IL-1 receptor antagonist prevents bias to myelopoiesis in hematopoietic stem cells and protects from neoplasia

Interleukin-1β (IL-1β) drives hematopoietic stem cell (HSC) differentiation into the myeloid lineage, and enhanced IL-1β signaling plays a key role in hematological malignancies. However, little is known on the role of its endogenous regulatory cytokine, IL-1 receptor antagonist (IL-1rn), on both healthy and malignant hematopoiesis.

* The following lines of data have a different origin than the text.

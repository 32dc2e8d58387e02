//! Test fixtures and data generators
//!
//! FASTA inputs and BLAST tabular payloads with known values.

use std::fmt::Write;

/// Test sequence with metadata
#[derive(Debug, Clone)]
pub struct TestSequence {
    pub id: String,
    pub description: String,
    pub sequence: String,
}

impl TestSequence {
    pub fn new(id: impl Into<String>, sequence: impl Into<String>) -> Self {
        Self {
            id: id.into(),
            description: String::new(),
            sequence: sequence.into(),
        }
    }

    pub fn with_description(mut self, desc: impl Into<String>) -> Self {
        self.description = desc.into();
        self
    }

    /// Convert to FASTA format
    pub fn to_fasta(&self) -> String {
        let mut record = format!(">{}", self.id);
        if !self.description.is_empty() {
            let _ = write!(&mut record, " {}", self.description);
        }
        let _ = writeln!(&mut record);
        for line in self.sequence.as_bytes().chunks(60) {
            record.push_str(&String::from_utf8_lossy(line));
            record.push('\n');
        }
        record
    }
}

/// Create a test FASTA file content
pub fn create_test_fasta(sequences: &[TestSequence]) -> String {
    sequences.iter().map(|s| s.to_fasta()).collect()
}

/// Three short nucleotide contigs, enough to build a test database
pub fn nucleotide_contigs() -> Vec<TestSequence> {
    vec![
        TestSequence::new("contig_1", "ATGCGTACGTTAGCATGCATCGATCGTAGCTAGCTAGGATCGATCGA")
            .with_description("length=47 depth=12.1x"),
        TestSequence::new("contig_2", "GGCATTACGATCGATCGGATCCGATAGCTAGCATCGATCGATCGACTAGCTAGCAT")
            .with_description("length=56 depth=8.4x"),
        TestSequence::new("contig_3", "TTAGGCATCG").with_description("length=10 depth=2.0x"),
    ]
}

/// A handful of protein sequences
pub fn protein_sequences() -> Vec<TestSequence> {
    vec![
        TestSequence::new("sp|P69905|HBA_HUMAN", "MVLSPADKTNVKAAWGKVGAHAGEYGAEALERMFLSFPTTKTYFPHF")
            .with_description("Hemoglobin subunit alpha"),
        TestSequence::new("sp|P68871|HBB_HUMAN", "MVHLTPEEKSAVTALWGKVNVDEVGGEALGRLLVVYPWTQRFFESFGDL")
            .with_description("Hemoglobin subunit beta"),
    ]
}

/// Query FASTA with two nucleotide queries
pub fn nucleotide_queries() -> String {
    create_test_fasta(&[
        TestSequence::new("query_1", "ATGCGTACGTTA"),
        TestSequence::new("query_2", "NNGGCATTACGATCGATCGGATCC"),
    ])
}

/// Extended tabular payload matching the default search columns:
/// `qseqid sseqid pident length mismatch gapopen qstart qend sstart send
/// evalue bitscore qlen slen nident gaps qseq sseq`
pub fn extended_payload() -> String {
    [
        "# BLASTN 2.15.0+",
        "# Query: query_1",
        "# Fields: query acc.ver, subject acc.ver, % identity, alignment length, mismatches, gap opens, q. start, q. end, s. start, s. end, evalue, bit score",
        "query_1\tgenomeA_NODE_1\t100.000\t12\t0\t0\t1\t12\t101\t112\t2.5e-05\t24.3\t12\t500\t12\t0\tATGCGTACGTTA\tATGCGTACGTTA",
        "query_1\tgenomeB_NODE_3\t91.667\t12\t1\t0\t1\t12\t212\t201\t4.1e-03\t20.1\t12\t300\t11\t0\tATGCGTACGTTA\tATGCGAACGTTA",
        "query_1\tgenomeA_NODE_7\t83.333\t12\t1\t1\t1\t11\t40\t51\t0.12\t16.5\t12\t200\t10\t1\tATGCG-ACGTTA\tATGCGTACCTTA",
        "",
        "# Query: query_2",
        "query_2\tgenomeC_NODE_2\t95.000\t20\t1\t0\t3\t22\t1\t20\t1e-08\t38.2\t24\t80\t19\t0\tGGCATTACGATCGATCGGAT\tGGCATTACGATCGTTCGGAT",
        "# BLAST processed 2 queries",
    ]
    .join("\n")
        + "\n"
}

/// Twelve-column payload (`-outfmt 6` defaults)
pub fn standard_payload() -> String {
    [
        "q1\tsubj_1\t99.50\t200\t1\t0\t1\t200\t501\t700\t3e-98\t363",
        "q1\tsubj_2\t87.00\t100\t13\t0\t50\t149\t1\t100\t1.0E-20\t101",
        "q2\tsubj_3\t100.00\t35\t0\t0\t1\t35\t10\t44\t0.0\t65.8",
    ]
    .join("\n")
        + "\n"
}

/// A payload that contains only BLAST comment lines
pub fn zero_hit_payload() -> String {
    "# BLASTN 2.15.0+\n# Query: query_3\n# Database: testdb\n# 0 hits found\n".to_string()
}

/// `count` extended rows, used to push output past pipe buffer sizes
pub fn large_payload(count: usize) -> String {
    let mut payload = String::with_capacity(count * 96);
    for i in 0..count {
        let _ = writeln!(
            payload,
            "query_{}\tgenomeA_NODE_{}\t99.000\t100\t1\t0\t1\t100\t1\t100\t1e-40\t180.5\t100\t1000\t99\t0\t{}\t{}",
            i % 7,
            i,
            "A".repeat(10),
            "A".repeat(10)
        );
    }
    payload
}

Here, we show that in vivo genetic deletion of IL-1rn induces HSC differentiation into the myeloid lineage and hampers B cell development. It also causes damage to the Stromal Compartment of the Bone Marrow. Total RNA was isolated from bone marrow HSC subsets of IL-1 receptor antagonist deficient mice (IL-1rn-KO, n=3) and control C57BL/6J (n=3) mice at the age of 20-25 weeks. HSC were FACS sorted and immunophenotypically defined as follows: lin− c-kit+ Sca-1+ (LSK) CD34- Flt3- long term hematopoietic stem cells (LT-HSC), LSK CD34+ Flt3- short term HSC (ST-HSC) and LSK CD34+ Flt3+ multipotent progenitors (MPP). Mesenchymal stromal cells (MSC) from the BM of the same groups of mice was also used for RNA-Seq. MSC were immunophenitypicall defined as CD45- Ter119- CD31- CD63+ (n=3 per group). RNA was amplified and prepared for RNA-Seq using the SMART-Seq v4 Ultra Low Input RNA kit (Clontech).